Each entry should appear in the answer exactly as written.

*** Block opens ***

#[cfg(test)]
mod tests {
    use super::*;

    #[test]
    fn root_exists_and_is_not_removable() {
        let table = InodeTable::new();
        table.with_entry(ROOT_ID, |e| assert!(e.is_root())).unwrap();
        table.forget(ROOT_ID, 1);
        assert!(table.with_entry(ROOT_ID, |_| ()).is_ok());
    }

    #[test]
    fn lookup_or_create_returns_same_id_twice() {
        let table = InodeTable::new();
        let a = table.lookup_or_create(ROOT_ID, "a", EntryKind::Directory);
        let b = table.lookup_or_create(ROOT_ID, "a", EntryKind::Directory);
        assert_eq!(a, b);
        table.with_entry(a, |e| assert_eq!(e.lookup_count(), 2)).unwrap();
    }

    #[test]
    fn lookup_then_forget_restores_empty_state() {
        let table = InodeTable::new();
        let id = table.lookup_or_create(ROOT_ID, "a", EntryKind::Directory);
        table.forget(id, 1);
        assert!(table.with_entry(id, |_| ()).is_err());
        assert_eq!(table.get_id(ROOT_ID, "a"), None);
    }

    #[test]
    fn two_lookups_then_two_forgets_balance() {
        let table = InodeTable::new();
        let id1 = table.lookup_or_create(ROOT_ID, "a", EntryKind::Directory);
        let id2 = table.lookup_or_create(ROOT_ID, "a", EntryKind::Directory);
        assert_eq!(id1, id2);
        table.forget(id1, 1);
        assert!(table.with_entry(id1, |_| ()).is_ok());
        table.forget(id1, 1);
        assert!(table.with_entry(id1, |_| ()).is_err());
    }

    #[test]
    fn forget_with_excess_count_still_removes() {
        let table = InodeTable::new();
        let id = table.lookup_or_create(ROOT_ID, "a", EntryKind::Directory);
        table.forget(id, 100);
        assert!(table.with_entry(id, |_| ()).is_err());
    }

    #[test]
    fn rename_updates_name_index_and_preserves_node_id() {
        let table = InodeTable::new();
        let a = table.lookup_or_create(ROOT_ID, "a", EntryKind::RegularFile);
        table.rename(ROOT_ID, "a", ROOT_ID, "b");
        assert_eq!(table.get_id(ROOT_ID, "a"), None);
        assert_eq!(table.get_id(ROOT_ID, "b"), Some(a));
    }

    #[test]
    fn rename_onto_existing_evicts_victim_under_synthetic_name() {
        let table = InodeTable::new();
        let a = table.lookup_or_create(ROOT_ID, "a", EntryKind::RegularFile);
        let b = table.lookup_or_create(ROOT_ID, "b", EntryKind::RegularFile);
        table.rename(ROOT_ID, "a", ROOT_ID, "b");

        assert_eq!(table.get_id(ROOT_ID, "b"), Some(a));
        assert!(table.with_entry(b, |_| ()).is_ok(), "victim's id still resolves");
        table
            .with_entry(b, |e| {
                assert!(e.name().starts_with("overwrittenByRename"));
                assert_eq!(e.parent_id(), None, "victim reparented under root");
            })
            .unwrap();
    }

    #[test]
    fn rename_no_op_when_source_equals_destination() {
        let table = InodeTable::new();
        let a = table.lookup_or_create(ROOT_ID, "a", EntryKind::RegularFile);
        let ref_before = table.with_entry(ROOT_ID, |e| e.ref_count()).unwrap();
        table.rename(ROOT_ID, "a", ROOT_ID, "a");
        assert_eq!(table.get_id(ROOT_ID, "a"), Some(a));
        let ref_after = table.with_entry(ROOT_ID, |e| e.ref_count()).unwrap();
        assert_eq!(ref_before, ref_after);
    }

    #[test]
    fn rename_of_absent_source_is_silently_absorbed() {
        let table = InodeTable::new();
        // No entry under (ROOT_ID, "missing"); must not panic.
        table.rename(ROOT_ID, "missing", ROOT_ID, "also-missing");
    }

    #[test]
    fn unlink_removes_name_index_but_entry_persists_while_looked_up() {
        let table = InodeTable::new();
        let a = table.lookup_or_create(ROOT_ID, "a", EntryKind::RegularFile);
        table.unlink(ROOT_ID, "a");
        assert_eq!(table.get_id(ROOT_ID, "a"), None);
        // lookup_count is still 1, so the entry itself survives.
        assert!(table.with_entry(a, |_| ()).is_ok());
        table.forget(a, 1);
        assert!(table.with_entry(a, |_| ()).is_err());
    }

    #[test]
    fn ref_count_matches_child_count() {
        let table = InodeTable::new();
        table.lookup_or_create(ROOT_ID, "a", EntryKind::RegularFile);
        table.lookup_or_create(ROOT_ID, "b", EntryKind::RegularFile);
        table.with_entry(ROOT_ID, |e| assert_eq!(e.ref_count(), 2)).unwrap();
    }

    #[test]
    fn cascading_removal_unrefs_parent() {
        let table = InodeTable::new();
        let dir = table.lookup_or_create(ROOT_ID, "dir", EntryKind::Directory);
        let file = table.lookup_or_create(dir, "f", EntryKind::RegularFile);
        table.with_entry(dir, |e| assert_eq!(e.ref_count(), 1)).unwrap();

        table.unlink(dir, "f");
        table.forget(file, 1);
        table.with_entry(dir, |e| assert_eq!(e.ref_count(), 0)).unwrap();

        // dir itself still has lookup_count 1 (from its own lookup_or_create),
        // so it survives until forgotten.
        table.forget(dir, 1);
        assert!(table.with_entry(dir, |_| ()).is_err());
    }

    #[test]
    fn concurrent_lookup_allocates_unique_ids() {
        use std::sync::Arc;
        use std::thread;

        let table = Arc::new(InodeTable::new());
        let handles: Vec<_> = (0..16)
            .map(|i| {
                let table = Arc::clone(&table);
                thread::spawn(move || {
                    table.lookup_or_create(ROOT_ID, &format!("f{i}"), EntryKind::RegularFile)
                })
            })
            .collect();

        let mut ids: Vec<u64> = handles.into_iter().map(|h| h.join().unwrap()).collect();
        ids.sort_unstable();
        ids.dedup();
        assert_eq!(ids.len(), 16);
        assert_eq!(table.len(), 17); // root + 16
    }
}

*** Block closes ***

EXERCISE RESPONSE:
#[cfg(test)]
mod tests {
    use super::*;

    #[test]
    fn root_exists_and_is_not_removable() {
        let table = InodeTable::new();
        table.with_entry(ROOT_ID, |e| assert!(e.is_root())).unwrap();
        table.forget(ROOT_ID, 1);
        assert!(table.with_entry(ROOT_ID, |_| ()).is_ok());
    }

    #[test]
    fn lookup_or_create_returns_same_id_twice() {
        let table = InodeTable::new();
        let a = table.lookup_or_create(ROOT_ID, "a", EntryKind::Directory);
        let b = table.lookup_or_create(ROOT_ID, "a", EntryKind::Directory);
        assert_eq!(a, b);
        table.with_entry(a, |e| assert_eq!(e.lookup_count(), 2)).unwrap();
    }

    #[test]
    fn lookup_then_forget_restores_empty_state() {
        let table = InodeTable::new();
        let id = table.lookup_or_create(ROOT_ID, "a", EntryKind::Directory);
        table.forget(id, 1);
        assert!(table.with_entry(id, |_| ()).is_err());
        assert_eq!(table.get_id(ROOT_ID, "a"), None);
    }

    #[test]
    fn two_lookups_then_two_forgets_balance() {
        let table = InodeTable::new();
        let id1 = table.lookup_or_create(ROOT_ID, "a", EntryKind::Directory);
        let id2 = table.lookup_or_create(ROOT_ID, "a", EntryKind::Directory);
        assert_eq!(id1, id2);
        table.forget(id1, 1);
        assert!(table.with_entry(id1, |_| ()).is_ok());
        table.forget(id1, 1);
        assert!(table.with_entry(id1, |_| ()).is_err());
    }

    #[test]
    fn forget_with_excess_count_still_removes() {
        let table = InodeTable::new();
        let id = table.lookup_or_create(ROOT_ID, "a", EntryKind::Directory);
        table.forget(id, 100);
        assert!(table.with_entry(id, |_| ()).is_err());
    }

    #[test]
    fn rename_updates_name_index_and_preserves_node_id() {
        let table = InodeTable::new();
        let a = table.lookup_or_create(ROOT_ID, "a", EntryKind::RegularFile);
        table.rename(ROOT_ID, "a", ROOT_ID, "b");
        assert_eq!(table.get_id(ROOT_ID, "a"), None);
        assert_eq!(table.get_id(ROOT_ID, "b"), Some(a));
    }

    #[test]
    fn rename_onto_existing_evicts_victim_under_synthetic_name() {
        let table = InodeTable::new();
        let a = table.lookup_or_create(ROOT_ID, "a", EntryKind::RegularFile);
        let b = table.lookup_or_create(ROOT_ID, "b", EntryKind::RegularFile);
        table.rename(ROOT_ID, "a", ROOT_ID, "b");

        assert_eq!(table.get_id(ROOT_ID, "b"), Some(a));
        assert!(table.with_entry(b, |_| ()).is_ok(), "victim's id still resolves");
        table
            .with_entry(b, |e| {
                assert!(e.name().starts_with("overwrittenByRename"));
                assert_eq!(e.parent_id(), None, "victim reparented under root");
            })
            .unwrap();
    }

    #[test]
    fn rename_no_op_when_source_equals_destination() {
        let table = InodeTable::new();
        let a = table.lookup_or_create(ROOT_ID, "a", EntryKind::RegularFile);
        let ref_before = table.with_entry(ROOT_ID, |e| e.ref_count()).unwrap();
        table.rename(ROOT_ID, "a", ROOT_ID, "a");
        assert_eq!(table.get_id(ROOT_ID, "a"), Some(a));
        let ref_after = table.with_entry(ROOT_ID, |e| e.ref_count()).unwrap();
        assert_eq!(ref_before, ref_after);
    }

    #[test]
    fn rename_of_absent_source_is_silently_absorbed() {
        let table = InodeTable::new();
        // No entry under (ROOT_ID, "missing"); must not panic.
        table.rename(ROOT_ID, "missing", ROOT_ID, "also-missing");
    }

    #[test]
    fn unlink_removes_name_index_but_entry_persists_while_looked_up() {
        let table = InodeTable::new();
        let a = table.lookup_or_create(ROOT_ID, "a", EntryKind::RegularFile);
        table.unlink(ROOT_ID, "a");
        assert_eq!(table.get_id(ROOT_ID, "a"), None);
        // lookup_count is still 1, so the entry itself survives.
        assert!(table.with_entry(a, |_| ()).is_ok());
        table.forget(a, 1);
        assert!(table.with_entry(a, |_| ()).is_err());
    }

    #[test]
    fn ref_count_matches_child_count() {
        let table = InodeTable::new();
        table.lookup_or_create(ROOT_ID, "a", EntryKind::RegularFile);
        table.lookup_or_create(ROOT_ID, "b", EntryKind::RegularFile);
        table.with_entry(ROOT_ID, |e| assert_eq!(e.ref_count(), 2)).unwrap();
    }

    #[test]
    fn cascading_removal_unrefs_parent() {
        let table = InodeTable::new();
        let dir = table.lookup_or_create(ROOT_ID, "dir", EntryKind::Directory);
        let file = table.lookup_or_create(dir, "f", EntryKind::RegularFile);
        table.with_entry(dir, |e| assert_eq!(e.ref_count(), 1)).unwrap();

        table.unlink(dir, "f");
        table.forget(file, 1);
        table.with_entry(dir, |e| assert_eq!(e.ref_count(), 0)).unwrap();

        // dir itself still has lookup_count 1 (from its own lookup_or_create),
        // so it survives until forgotten.
        table.forget(dir, 1);
        assert!(table.with_entry(dir, |_| ()).is_err());
    }

    #[test]
    fn concurrent_lookup_allocates_unique_ids() {
        use std::sync::Arc;
        use std::thread;

        let table = Arc::new(InodeTable::new());
        let handles: Vec<_> = (0..16)
            .map(|i| {
                let table = Arc::clone(&table);
                thread::spawn(move || {
                    table.lookup_or_create(ROOT_ID, &format!("f{i}"), EntryKind::RegularFile)
                })
            })
            .collect();

        let mut ids: Vec<u64> = handles.into_iter().map(|h| h.join().unwrap()).collect();
        ids.sort_unstable();
        ids.dedup();
        assert_eq!(ids.len(), 16);
        assert_eq!(table.len(), 17); // root + 16
    }
}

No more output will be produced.